Well, I was just using the wording "old web" based on HurricaneDC's post.
I was referring to the two separate cultural trends of firstly a pseudonymous/separate internet identity, and an internet as extension of public self that spills over online; they probably blended into one another sometime in the mid-2000s and continues now.
One when internet was young and not yet mainstream, people were not used to this anonymity. It was considered really fascinating that with a click of the button you could talk to someone from another continent. It was also a really "post-modernist" (for lack of a better word) time about crafting your own identity. Behind a screen name, it didn't matter where you worked, what country you were from and even what gender you were. It was just taken for granted that everyone crafted their own identity and engaged each other on those terms.
But it was also considered dorky that you'd escape to your online identity rather than socialize in real life.
The trend started, IMO when (it was probably inevitable) people started thinking less in terms of "crafting identity" online but just treated the internet as another place for the public life to spill over. Social networks pushed the trend forward. Myspace was a nudge towards this, but it still had an obviously more "craft your own identity" vibe. It was a bit artsy and "Bohemian" and people still treated it distinct from your "public self". Facebook, was a stronger form of this, became even where it's like a living yearbook repurposed online, carrying all your networks and cliques with you. It became even stronger with Facebook mobile and people posting their locations wherever they went, people using these media to network for business etc. where there is essentially no separation of self into online and offline.
Now, it's considered weird that you don't have an online presence (like on Facebook, Twitter or any one of these sites) and you might be seen as a geeky loner, whereas before, you were a geeky loner if you did have an online presence! How times change...
In essence, it's a continuum trend between internet as a gated community and internet as extension of daily life.
Now that was a long-winded post, but I think a lot of people are noticing this trend too.
Ever heard of being out at an event and updating from your blackberry????

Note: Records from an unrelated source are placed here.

//! Date ranges for collection filtering.
//!
//! The service filters collections by calendar date. Both bounds are
//! inclusive, so `2019-02-01..2019-02-28` is a 28-day window.

use chrono::NaiveDate;
use serde::{Deserialize, Serialize};

use crate::error::{Error, Result};

/// An inclusive calendar date range.
#[derive(Debug, Clone, Copy, PartialEq, Eq, Serialize, Deserialize)]
pub struct DateRange {
    pub start: NaiveDate,
    pub end: NaiveDate,
}

impl DateRange {
    /// Create a range; `start` must not be after `end`.
    pub fn new(start: NaiveDate, end: NaiveDate) -> Result<Self> {
        if start > end {
            return Err(Error::InvalidDateRange {
                start: start.to_string(),
                end: end.to_string(),
            });
        }
        Ok(Self { start, end })
    }

    /// Parse from two ISO 8601 date strings (e.g. `"2019-02-01"`).
    pub fn parse(start: &str, end: &str) -> Result<Self> {
        let start = NaiveDate::parse_from_str(start, "%Y-%m-%d")
            .map_err(|_| Error::DateParse(start.to_string()))?;
        let end = NaiveDate::parse_from_str(end, "%Y-%m-%d")
            .map_err(|_| Error::DateParse(end.to_string()))?;
        Self::new(start, end)
    }

    /// Number of days covered, counting both bounds.
    pub fn days(&self) -> i64 {
        (self.end - self.start).num_days() + 1
    }

    /// Whether two ranges share at least one day.
    pub fn overlaps(&self, other: &DateRange) -> bool {
        self.start <= other.end && other.start <= self.end
    }

    /// Whether `date` falls inside the range.
    pub fn contains(&self, date: NaiveDate) -> bool {
        date >= self.start && date <= self.end
    }
}

impl std::fmt::Display for DateRange {
    fn fmt(&self, f: &mut std::fmt::Formatter<'_>) -> std::fmt::Result {
        write!(f, "{}..{}", self.start, self.end)
    }
}

#[cfg(test)]
mod tests {
    use super::*;

    #[test]
    fn parse_and_length() {
        let r = DateRange::parse("2019-02-01", "2019-02-28").unwrap();
        assert_eq!(r.days(), 28);
    }

    #[test]
    fn rejects_inverted_range() {
        assert!(DateRange::parse("2020-02-28", "2020-02-01").is_err());
    }

    #[test]
    fn rejects_garbage() {
        assert!(DateRange::parse("not-a-date", "2020-02-01").is_err());
    }

    #[test]
    fn overlap() {
        let a = DateRange::parse("2019-02-01", "2019-02-28").unwrap();
        let b = DateRange::parse("2020-02-01", "2020-02-28").unwrap();
        let c = DateRange::parse("2019-02-15", "2019-03-15").unwrap();
        assert!(!a.overlaps(&b));
        assert!(a.overlaps(&c));
        assert!(a.overlaps(&a));
    }

    #[test]
    fn contains_bounds() {
        let r = DateRange::parse("2014-07-01", "2014-07-30").unwrap();
        assert!(r.contains(NaiveDate::from_ymd_opt(2014, 7, 1).unwrap()));
        assert!(r.contains(NaiveDate::from_ymd_opt(2014, 7, 30).unwrap()));
        assert!(!r.contains(NaiveDate::from_ymd_opt(2014, 7, 31).unwrap()));
    }

    #[test]
    fn serializes_as_iso_dates() {
        let r = DateRange::parse("2011-01-01", "2020-01-31").unwrap();
        let json = serde_json::to_value(&r).unwrap();
        assert_eq!(json["start"], "2011-01-01");
        assert_eq!(json["end"], "2020-01-31");
    }
}
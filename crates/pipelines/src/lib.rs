//! # geoscope Pipelines
//!
//! Ready-made analyses over any [`Backend`](geoscope_cloud::Backend).
//!
//! Each pipeline is a config struct whose `Default` carries the stock
//! parameters, a pure `build()` producing the descriptors and map
//! document, and a `run()` performing the terminal actions:
//!
//! - [`No2Comparison`]: side-by-side monthly NO₂ composites over a
//!   country boundary
//! - [`SupervisedClassification`]: least-cloudy scene, cloud masking,
//!   random-forest land cover with train/validation accuracy
//! - [`NdviChange`]: NDVI difference between two years over a point

pub mod classify;
pub mod ndvi;
pub mod no2;

pub use classify::{ClassificationArtifacts, ClassificationReport, SupervisedClassification};
pub use ndvi::{NdviArtifacts, NdviChange};
pub use no2::{No2Artifacts, No2Comparison};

But in the scheme of things, who cares what you're doing at these events unless it's a friends or family event. But there are way too many people on fb saying and doing assinine things. It's very, very boring to me. I'd rather be out there in life doing something and not texting what I'm doing. I don't have the need to let people know exactly what I'm doing at all times. As a matter of fact, I'm just the opposite, I don't want anyone to know what I'm doing because it's MY life.